Krista Lucchesi is the Mercy Brown Bag Program Director at Mercy Retirement & Care Center in Oakland, CA. “Seniors in Alameda County, they are trying to be able to afford their medicine, their transportation, their utilities, their rent, so their budgets end up getting to the point where nothing is left for food," Lucchesi said. "Without the truck, they end up going without anything in their cupboards. The best part [of this work] is by far hearing the phone calls of folks who need groceries and knowing that we’ll be able to make a difference.
The Mobile Grocery Truck serves seniors at Westlake Christian Terrace in Oakland, CA. Click here to learn more about the program.

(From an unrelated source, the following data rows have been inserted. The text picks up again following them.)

//! Handlers for the `/projects` resource (portfolio thumbnails).

use axum::extract::multipart::{Field, MultipartError};
use axum::extract::{Multipart, Path, State};
use axum::http::StatusCode;
use axum::Json;
use folio_core::error::CoreError;
use folio_core::upload::{validate_content_type, validate_size};
use folio_db::models::thumbnail::{CreateThumbnail, Thumbnail};
use folio_db::repositories::ThumbnailRepo;
use validator::Validate;

use crate::error::{AppError, AppResult};
use crate::extract::parse_id;
use crate::middleware::auth::AdminUser;
use crate::response::Ack;
use crate::state::AppState;

const ENTITY: &str = "Thumbnail";

/// Multipart field carrying the image file.
pub const IMAGE_FIELD: &str = "image";

/// Fallback name when the client sends no filename.
const DEFAULT_UPLOAD_NAME: &str = "upload";

/// GET /api/projects
///
/// Active thumbnails, newest first.
pub async fn list(State(state): State<AppState>) -> AppResult<Json<Vec<Thumbnail>>> {
    let thumbnails = ThumbnailRepo::list_active(&state.pool).await?;
    Ok(Json(thumbnails))
}

/// GET /api/projects/{id}
///
/// Deleted thumbnails are reported as not found.
pub async fn get_by_id(
    State(state): State<AppState>,
    Path(id): Path<String>,
) -> AppResult<Json<Thumbnail>> {
    let id = parse_id(ENTITY, &id)?;
    let thumbnail = ThumbnailRepo::find_by_id(&state.pool, id)
        .await?
        .filter(|t| t.is_active)
        .ok_or(AppError::Core(CoreError::not_found(ENTITY, id)))?;
    Ok(Json(thumbnail))
}

/// POST /api/projects
///
/// Accepts `multipart/form-data` with exactly one image file in the `image`
/// field plus optional `title` and `description` text fields. The file is
/// checked for type and size while it streams in, written to the upload
/// directory, and recorded as a new active thumbnail.
pub async fn create(
    State(state): State<AppState>,
    _admin: AdminUser,
    mut multipart: Multipart,
) -> AppResult<(StatusCode, Json<Thumbnail>)> {
    let max = state.config.max_upload_bytes;
    let mut image: Option<(String, Vec<u8>)> = None;
    let mut title: Option<String> = None;
    let mut description: Option<String> = None;

    while let Some(field) = multipart
        .next_field()
        .await
        .map_err(|e| multipart_error(e, max))?
    {
        let name = field.name().unwrap_or("").to_string();
        match name.as_str() {
            IMAGE_FIELD => {
                if image.is_some() {
                    return Err(AppError::Core(CoreError::Validation(
                        "Only one image file may be uploaded per request".into(),
                    )));
                }
                image = Some(read_image(field, max).await?);
            }
            "title" => title = non_empty(read_text(field, max).await?),
            "description" => description = non_empty(read_text(field, max).await?),
            _ => {} // ignore unknown fields
        }
    }

    let (original_name, data) = image.ok_or_else(|| {
        AppError::Core(CoreError::Validation("Image file is required".into()))
    })?;

    let stored = state.uploads.save(&original_name, &data).await?;

    let input = CreateThumbnail {
        title,
        description,
        image_url: stored.url.clone(),
        image_public_id: Some(stored.file_name.clone()),
    };
    input.validate()?;

    match ThumbnailRepo::create(&state.pool, &input).await {
        Ok(thumbnail) => {
            tracing::info!(
                thumbnail_id = %thumbnail.id,
                file = %stored.file_name,
                bytes = data.len(),
                "Thumbnail uploaded"
            );
            Ok((StatusCode::CREATED, Json(thumbnail)))
        }
        Err(e) => {
            state.uploads.remove(&stored.file_name).await;
            Err(e.into())
        }
    }
}

/// DELETE /api/projects/{id}
///
/// Soft delete: the row is kept but no longer listed.
pub async fn delete(
    State(state): State<AppState>,
    _admin: AdminUser,
    Path(id): Path<String>,
) -> AppResult<Json<Ack>> {
    let id = parse_id(ENTITY, &id)?;
    if ThumbnailRepo::soft_delete(&state.pool, id).await? {
        tracing::info!(thumbnail_id = %id, "Thumbnail deleted");
        Ok(Json(Ack::ok("Project deleted successfully")))
    } else {
        Err(AppError::Core(CoreError::not_found(ENTITY, id)))
    }
}

// ---------------------------------------------------------------------------
// Multipart helpers
// ---------------------------------------------------------------------------

/// Read the image field, rejecting non-image types before any bytes are
/// buffered and stopping as soon as the size limit is crossed.
async fn read_image(mut field: Field<'_>, max: u64) -> AppResult<(String, Vec<u8>)> {
    validate_content_type(field.content_type())?;

    let original_name = field
        .file_name()
        .filter(|n| !n.is_empty())
        .unwrap_or(DEFAULT_UPLOAD_NAME)
        .to_string();

    let mut data = Vec::new();
    while let Some(chunk) = field.chunk().await.map_err(|e| multipart_error(e, max))? {
        validate_size((data.len() + chunk.len()) as u64, max)?;
        data.extend_from_slice(&chunk);
    }

    if data.is_empty() {
        return Err(AppError::Core(CoreError::Validation(
            "Image file is empty".into(),
        )));
    }

    Ok((original_name, data))
}

async fn read_text(field: Field<'_>, max: u64) -> AppResult<String> {
    field.text().await.map_err(|e| multipart_error(e, max))
}

/// Body-limit rejections become `FileTooLarge`; any other parse failure is a
/// malformed request.
fn multipart_error(err: MultipartError, max: u64) -> AppError {
    if err.status() == StatusCode::PAYLOAD_TOO_LARGE {
        AppError::Core(CoreError::FileTooLarge { max })
    } else {
        AppError::Core(CoreError::Validation(err.body_text()))
    }
}

fn non_empty(text: String) -> Option<String> {
    let trimmed = text.trim();
    (!trimmed.is_empty()).then(|| trimmed.to_string())
}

Krista Lucchesi, director of Mercy Brown Bag Program, said that in 2018, the 500 seniors who volunteer helped distribute nearly one and a half million pounds of food. There’s a specific need in the California county; many low-income seniors in the area can’t afford to keep themselves fed. But it’s not a phenomenon unique to the area. According to the National Council on Aging. More than 25 million Americans ages 60 and over are living at or below the federal poverty level of $29,425 a year. Many who live above the poverty level still struggle to meet monthly living expenses, the NCOA says.
“They are trying to make it in Alameda County, which is very expensive, to be able to afford their medicines, their transportation, their utilities, their rent and on and on,” Lucchesi said. “And so, without Mercy Brown Bag Program, they end up going without anything in their cupboards… they tell us how they are now able to make it to the end of the month and have nutritious groceries so that their blood sugar doesn’t go up and they don’t have to go to the hospital anymore.”
The program also provides other benefits to those who are helping provide Mercy Brown Bag’s food services. Lucchesi said, “We have seen that volunteering is probably equally as important to their health as the food itself because giving back, being part of the community, helping others, it does wonders for your socializing, for your spirit, for your soul.”
Geraldine Bownds, a volunteer and recipient, said, “I just like to be around people. I don’t want to stay home and stagnate. I need the food, I have a lot of time to give away, so I just come to help and I like doing this.”